At $23, TOK Beauty’s Eyes That TOK is on the cheaper end of Credo’s mascaras that run from $18 for PYT Beauty’s Swipe Right 12 HR Mascara to $58 for Westman Atelier’s Eye Love You Mascara. In total, TOK Beauty has five products—cleansing cloths Clean Slate, liquid eyeliner TOK The Line, eyelash curler Curl TOK and lip gloss Lip Tonic join Eyes That TOK in its collection—priced from $12 to $24.
“I wanted it to be accessible to many women if they were looking to switch to clean, but were intimidated by the high prices,” says O’Kelly. “When I first switched to clean, I was like, ‘Wow, that cream is $150!’ I wanted to make it more affordable.”
She describes TOK Beauty’s typical customers as busy moms and professional women aged 30 to 60 years old. They either have a bunch of beauty products and aren’t very comfortable wielding them or don’t have beauty products at all. O’Kelly says, “She’s focused on wellness, and she wants to take care of our herself and look better.” O’Kelly is constantly on social media providing beauty tips to TOK Beauty’s audience, and she’s gathered a group of 150 that she communicates with via email and Zoom to solicit feedback on potential products.

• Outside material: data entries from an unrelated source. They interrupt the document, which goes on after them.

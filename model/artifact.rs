use crate::features::FeatureVector;
use crate::model::capability::{Classifier, Model, Probabilistic, SchemaProvider};
use ndarray::{Array1, ArrayView1};
use serde::{Deserialize, Serialize};
use std::fs;
use std::io::{BufWriter, Write};
use std::path::{Path, PathBuf};
use thiserror::Error;

// --- Public Data Structures ---
// These structs define the public, human-readable format of the trained model
// when serialized to a TOML file.

/// Per-column standardization applied before the linear predictor,
/// `x' = (x - mean) / scale`. A zero scale leaves the centred column unscaled.
#[derive(Debug, Clone, Serialize, Deserialize)]
pub struct Standardizer {
    pub mean: Vec<f64>,
    pub scale: Vec<f64>,
}

impl Standardizer {
    fn transform(&self, values: ArrayView1<f64>) -> Array1<f64> {
        let mean = ArrayView1::from(self.mean.as_slice());
        let scale: Array1<f64> = self
            .scale
            .iter()
            .map(|&s| if s == 0.0 { 1.0 } else { s })
            .collect();
        (&values - &mean) / &scale
    }
}

/// The fitted linear estimator.
#[derive(Debug, Clone, Serialize, Deserialize)]
#[serde(tag = "kind", rename_all = "snake_case")]
pub enum Estimator {
    /// Logistic regression: exposes class probabilities through the sigmoid of
    /// the linear predictor, and labels rows positive at or above `threshold`.
    LogisticRegression {
        intercept: f64,
        coefficients: Vec<f64>,
        #[serde(default = "default_threshold")]
        threshold: f64,
    },
    /// Linear support vector classifier: a decision function only, no
    /// probabilities. Rows with a positive margin are labelled positive.
    LinearSvc {
        intercept: f64,
        coefficients: Vec<f64>,
    },
}

fn default_threshold() -> f64 {
    0.5
}

impl Estimator {
    fn intercept(&self) -> f64 {
        match self {
            Estimator::LogisticRegression { intercept, .. } | Estimator::LinearSvc { intercept, .. } => {
                *intercept
            }
        }
    }

    fn coefficients(&self) -> &[f64] {
        match self {
            Estimator::LogisticRegression { coefficients, .. }
            | Estimator::LinearSvc { coefficients, .. } => coefficients,
        }
    }
}

/// The top-level, self-contained, trained model artifact.
/// This is the structure that gets saved to and loaded from a file.
///
/// `feature_names` and `n_features` are both optional: older exports record
/// neither, some record only the width.
#[derive(Debug, Clone, Serialize, Deserialize)]
pub struct TrainedModel {
    #[serde(default, skip_serializing_if = "Option::is_none")]
    pub feature_names: Option<Vec<String>>,
    #[serde(default, skip_serializing_if = "Option::is_none")]
    pub n_features: Option<usize>,
    #[serde(default, skip_serializing_if = "Option::is_none")]
    pub standardizer: Option<Standardizer>,
    pub estimator: Estimator,
}

/// Custom error type for model loading, saving, and prediction.
#[derive(Error, Debug)]
pub enum ModelError {
    #[error("Model file not found at: {}", .0.display())]
    NotFound(PathBuf),
    #[error("Failed to read or write model file: {0}")]
    IoError(#[from] std::io::Error),
    #[error("Failed to parse TOML model file: {0}")]
    TomlParseError(#[from] toml::de::Error),
    #[error("Failed to serialize model to TOML format: {0}")]
    TomlSerializeError(#[from] toml::ser::Error),
    #[error("Model file is internally inconsistent: {0}")]
    Inconsistent(String),
    #[error("Prediction row has {found} features, but the model was trained on {expected}.")]
    MismatchedFeatureCount { found: usize, expected: usize },
    #[error("The linear predictor is not finite for this row; check the input for extreme values.")]
    NonFiniteOutput,
}

impl TrainedModel {
    /// Saves the trained model to a file in a human-readable TOML format.
    pub fn save(&self, path: &Path) -> Result<(), ModelError> {
        let toml_string = toml::to_string_pretty(self)?;
        let mut file = BufWriter::new(fs::File::create(path)?);
        file.write_all(toml_string.as_bytes())?;
        file.flush()?;
        Ok(())
    }

    /// Loads a trained model from a TOML file and checks that its parts agree
    /// on the input width.
    pub fn load(path: &Path) -> Result<Self, ModelError> {
        let toml_string = match fs::read_to_string(path) {
            Ok(contents) => contents,
            Err(e) if e.kind() == std::io::ErrorKind::NotFound => {
                return Err(ModelError::NotFound(path.to_path_buf()));
            }
            Err(e) => return Err(e.into()),
        };
        let model: TrainedModel = toml::from_str(&toml_string)?;
        model.validate()?;
        log::debug!(
            "Loaded {} model with {} coefficients from {}",
            model.kind(),
            model.estimator.coefficients().len(),
            path.display()
        );
        Ok(model)
    }

    fn validate(&self) -> Result<(), ModelError> {
        let width = self.estimator.coefficients().len();
        if width == 0 {
            return Err(ModelError::Inconsistent(
                "the estimator has no coefficients".to_string(),
            ));
        }
        if let Some(names) = &self.feature_names {
            if names.len() != width {
                return Err(ModelError::Inconsistent(format!(
                    "{} feature names for {width} coefficients",
                    names.len()
                )));
            }
        }
        if let Some(n) = self.n_features {
            if n != width {
                return Err(ModelError::Inconsistent(format!(
                    "n_features is {n} but there are {width} coefficients"
                )));
            }
        }
        if let Some(standardizer) = &self.standardizer {
            if standardizer.mean.len() != width || standardizer.scale.len() != width {
                return Err(ModelError::Inconsistent(format!(
                    "standardizer has {} means and {} scales for {width} coefficients",
                    standardizer.mean.len(),
                    standardizer.scale.len()
                )));
            }
        }
        Ok(())
    }

    /// Linear predictor `eta = intercept + x'·w` for one row.
    fn decision_function(&self, features: &FeatureVector) -> Result<f64, ModelError> {
        let coefficients = ArrayView1::from(self.estimator.coefficients());
        if features.len() != coefficients.len() {
            return Err(ModelError::MismatchedFeatureCount {
                found: features.len(),
                expected: coefficients.len(),
            });
        }

        let eta = match &self.standardizer {
            Some(standardizer) => standardizer.transform(features.values()).dot(&coefficients),
            None => features.values().dot(&coefficients),
        } + self.estimator.intercept();

        if eta.is_finite() {
            Ok(eta)
        } else {
            Err(ModelError::NonFiniteOutput)
        }
    }
}

fn sigmoid(eta: f64) -> f64 {
    // Clamp eta to prevent numerical overflow in exp()
    let eta = eta.clamp(-700.0, 700.0);
    1.0 / (1.0 + f64::exp(-eta))
}

impl Classifier for TrainedModel {
    fn predict(&self, features: &FeatureVector) -> Result<f64, ModelError> {
        let eta = self.decision_function(features)?;
        let positive = match &self.estimator {
            Estimator::LogisticRegression { threshold, .. } => sigmoid(eta) >= *threshold,
            Estimator::LinearSvc { .. } => eta > 0.0,
        };
        Ok(if positive { 1.0 } else { 0.0 })
    }
}

impl SchemaProvider for TrainedModel {
    fn named_features(&self) -> Option<&[String]> {
        self.feature_names.as_deref()
    }

    fn feature_count(&self) -> Option<usize> {
        self.n_features
    }
}

impl Probabilistic for TrainedModel {
    fn predict_proba(&self, features: &FeatureVector) -> Result<[f64; 2], ModelError> {
        let positive = sigmoid(self.decision_function(features)?);
        Ok([1.0 - positive, positive])
    }
}

impl Model for TrainedModel {
    fn kind(&self) -> &'static str {
        match self.estimator {
            Estimator::LogisticRegression { .. } => "logistic_regression",
            Estimator::LinearSvc { .. } => "linear_svc",
        }
    }

    fn schema(&self) -> Option<&dyn SchemaProvider> {
        if self.feature_names.is_some() || self.n_features.is_some() {
            Some(self)
        } else {
            None
        }
    }

    fn probabilistic(&self) -> Option<&dyn Probabilistic> {
        match self.estimator {
            Estimator::LogisticRegression { .. } => Some(self),
            Estimator::LinearSvc { .. } => None,
        }
    }
}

“It’s important for me to have an open dialogue,” says O’Kelly. “I always say, ‘My DMs are open. Feel free to message me.’ Makeup for me is part of my everyday beauty routine. Showing up for myself is important for my feeling of well-being, and I want my customers to feel that way, too.” She adds, “I like having a community of women involved in the creation process. It will take me longer to launch different products, but, when they do launch, they will be strong.”
“I wanted it to be accessible to many women if they were looking to switch to clean, but were intimidated by the high prices.”
O’Kelly dreams of TOK Beauty eventually having a complete arsenal of cosmetics products across blush, bronzer, lipstick, brow pencil and so on, but she insists the brand’s assortment will stay practical for makeup novices. “TOK Beauty is a curated line of hero products that are cleanly formulated with plant-based ingredients that actually do what they say will without overpromising anything. Transparency is key for us as is using sustainable and ethically sourced ingredients to make our clean formulations,” says O’Kelly, emphasizing, “I’m not just making products to make products.”
To place TOK Beauty in stores, O’Kelly, who’s in Calgary, did a ton of cold calling and showing up at retail locations she thought would be a good fit for the brand. TOK Beauty made its physical debut at The Vanity Vault, the salon O’Kelly was the receptionist at, and spread initially to Canadian clean beauty stores, including The Truth Beauty Company, The Green Vanity and The Green Kiss, before branching out to the United States at Selenite Beauty, Coral Story Beauty and Lena Rose Beauty. Last year, TOK Beauty appeared on QVC with magnetic lashes, which it has set aside for the moment.
“Credo is a big step for a company like mine. Getting into a major retailer like that really validates that what I’m doing is working,” says O’Kelly. Her secret to breaking into retailers is being confident in her product, persistent and crafty. She’s not afraid to experiment with various tactics to draw retailer attention. As an example, O’Kelly says, “I will give you maybe 10 free mascara to try and see how it does and, if it works out well, you can bring me in.”